Life is hard, and the need to love our neighbor is woven into the fabric of life – the need to strengthen and pull together the broken and lonely strands. The beauty and value and purpose of Owen and Charles are far beyond our power to calculate, even when their problems are beyond our power to repair.

This week, we will again send airplanes for Owen and for Charles, do our best to reduce their suffering and get them home again. We cannot fix but we can love. We pray with Charles, in a prayer that is sometimes a lament at the sorrow in this world: God have mercy. And we pray to a God who loves and hears: Make us instruments of your mercy.

Mugged

“A man…”, the story begins, and that’s not much of an introduction. “A woman” would have been more interesting, I think, or – better still – “A child.” But, no, there’s nothing special here.
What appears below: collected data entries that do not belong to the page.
//! Per-tip calibration persistence.
//!
//! Each tip is one TOML file named `<tip>.toml` in the store
//! directory, holding the three interpolation anchors and optionally
//! the controller gains tuned for that tip. Writes go through a
//! temp-file-and-rename step so a power loss mid-write never leaves a
//! half-written table behind.

use std::io::Write;
use std::path::{Path, PathBuf};

use serde::{Deserialize, Serialize};

use crate::{CalAnchor, PidCfg};

#[derive(Debug, Serialize, Deserialize, Clone, Copy, PartialEq)]
struct AnchorToml {
    measured: f32,
    temperature_c: f32,
}

#[derive(Debug, Serialize, Deserialize)]
struct TipToml {
    anchors: Vec<AnchorToml>,
    #[serde(default, skip_serializing_if = "Option::is_none")]
    pid: Option<PidCfg>,
}

/// A stored tip: anchors, plus gains when the tip has been tuned.
#[derive(Debug, Clone, Copy, PartialEq)]
pub struct TipRecord {
    pub anchors: [CalAnchor; 3],
    pub pid: Option<PidCfg>,
}

#[derive(Debug, Clone)]
pub struct TipStore {
    dir: PathBuf,
}

impl TipStore {
    pub fn new(dir: impl Into<PathBuf>) -> Self {
        Self { dir: dir.into() }
    }

    pub fn dir(&self) -> &Path {
        &self.dir
    }

    fn path_for(&self, tip: &str) -> eyre::Result<PathBuf> {
        if tip.is_empty()
            || !tip
                .chars()
                .all(|c| c.is_ascii_alphanumeric() || c == '-' || c == '_')
        {
            eyre::bail!("invalid tip name {tip:?}");
        }
        Ok(self.dir.join(format!("{tip}.toml")))
    }

    /// Load a tip's record; `Ok(None)` when no table exists.
    pub fn load(&self, tip: &str) -> eyre::Result<Option<TipRecord>> {
        let path = self.path_for(tip)?;
        let text = match std::fs::read_to_string(&path) {
            Ok(t) => t,
            Err(e) if e.kind() == std::io::ErrorKind::NotFound => return Ok(None),
            Err(e) => return Err(eyre::eyre!("read tip table {:?}: {}", path, e)),
        };
        let parsed: TipToml =
            toml::from_str(&text).map_err(|e| eyre::eyre!("parse tip table {:?}: {}", path, e))?;
        if parsed.anchors.len() != 3 {
            eyre::bail!(
                "tip table {:?} must hold exactly 3 anchors, got {}",
                path,
                parsed.anchors.len()
            );
        }
        let a = &parsed.anchors;
        Ok(Some(TipRecord {
            anchors: [
                CalAnchor {
                    measured: a[0].measured,
                    temperature_c: a[0].temperature_c,
                },
                CalAnchor {
                    measured: a[1].measured,
                    temperature_c: a[1].temperature_c,
                },
                CalAnchor {
                    measured: a[2].measured,
                    temperature_c: a[2].temperature_c,
                },
            ],
            pid: parsed.pid,
        }))
    }

    /// Persist a tip's record, atomically replacing any previous table.
    pub fn save(&self, tip: &str, record: &TipRecord) -> eyre::Result<()> {
        let path = self.path_for(tip)?;
        std::fs::create_dir_all(&self.dir)
            .map_err(|e| eyre::eyre!("create tip store {:?}: {}", self.dir, e))?;
        let doc = TipToml {
            anchors: record
                .anchors
                .iter()
                .map(|a| AnchorToml {
                    measured: a.measured,
                    temperature_c: a.temperature_c,
                })
                .collect(),
            pid: record.pid,
        };
        let text =
            toml::to_string_pretty(&doc).map_err(|e| eyre::eyre!("serialize tip table: {e}"))?;
        write_atomic(&path, text.as_bytes())
            .map_err(|e| eyre::eyre!("write tip table {:?}: {}", path, e))
    }

    /// Tips with a stored table, sorted by name.
    pub fn list(&self) -> eyre::Result<Vec<String>> {
        let mut tips = Vec::new();
        let entries = match std::fs::read_dir(&self.dir) {
            Ok(e) => e,
            Err(e) if e.kind() == std::io::ErrorKind::NotFound => return Ok(tips),
            Err(e) => return Err(eyre::eyre!("read tip store {:?}: {}", self.dir, e)),
        };
        for entry in entries {
            let entry = entry.map_err(|e| eyre::eyre!("read tip store entry: {e}"))?;
            let path = entry.path();
            if path.extension().is_some_and(|e| e == "toml")
                && let Some(stem) = path.file_stem().and_then(|s| s.to_str())
            {
                tips.push(stem.to_string());
            }
        }
        tips.sort();
        Ok(tips)
    }
}

fn write_atomic(path: &Path, bytes: &[u8]) -> std::io::Result<()> {
    let tmp = path.with_extension("new");
    {
        let mut f = std::fs::File::create(&tmp)?;
        f.write_all(bytes)?;
        f.sync_all()?;
    }
    std::fs::rename(tmp, path)
}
Just “A man”. And barely that, because he is almost dead.

Anything he had to attract us is gone. His physical beauty – if he had any – is broken now and spattered with gore and dust. His good clothes – those not wrecked in the mugging – were stripped from his body and jammed into a bag with his watch and wallet and phone. Perhaps he was brilliant or gracious or funny, but not now; only pitiful groans escape his bloody lips. He is the residue that remains when everything else has been taken away – all the symbols of success, all the layers that hide our frailty and nakedness.

As he lies there dying, a stranger comes along, a strong guy of good reputation, the kind who deserves a better introduction than just “A man”. But he is not the sort to get mugged and, frankly, doesn’t think much of people who get themselves into that kind of situation. He sees the wreck and walks on.

A few minutes later, another man of stature, another shake of the head.

And then, a third guy. For him, being called “A man” might be a step up. He’s been called a lot worse. Like the others, he was on his way to do something important. Unlike the others, a man bleeding in the road strikes him as even more important.

You know the rest. The third guy, the guy from whom nothing good is expected, turns out to be the hero; saves the life of a man who might have hated him, too, if he had not been mugged first.

There is often that kind of reversal in Jesus’ stories, a turning upside down of what we teach ourselves to expect. In this story, I think he’s telling us we are all the sort to get mugged, by one thing or another; by cruelty or cancer or age. After all, the cemeteries are full of people who were beautiful and smart and strong, just like we try to be.

He’s also telling us that the things we try to be are something quite different than the rich, deep, and enduring thing he calls “love” which sees great value in life, even when everything else has been taken away.

This story was Jesus’ answer to the haunting question: Am I only this body, and soon to be hidden with it under the earth? Or, to put it another way, is there really something more than this, some way to outlive our bones and find the enduring community we long for?

Jesus said yes, which surprised no one, but they were surprised to hear that mercy figured so prominently in his answer, as if you cannot separate love for God from love for those who suffer. As if it is better to be like the third guy, of whom nothing much is expected, than to be an expert on religion who sees the wreck and walks on.

This story is at the heart of our work. The “mercy” in Wings of Mercy is – we hope – his kind of mercy. The kind that honors God by honoring those who bear his image; knowing we are all, at times, in need of mercy.

“As a father has compassion on his children, so the Lord has compassion on those who fear him; for he knows how we are formed, he remembers that we are dust. The life of mortals is like grass. They flourish like a flower of the field; the wind blows over it and it is gone, and its place remembers it no more. But from everlasting to everlasting the Lord’s love is with those who fear him, and his righteousness with their children’s children – with those who keep his covenant and remember to obey his precepts.”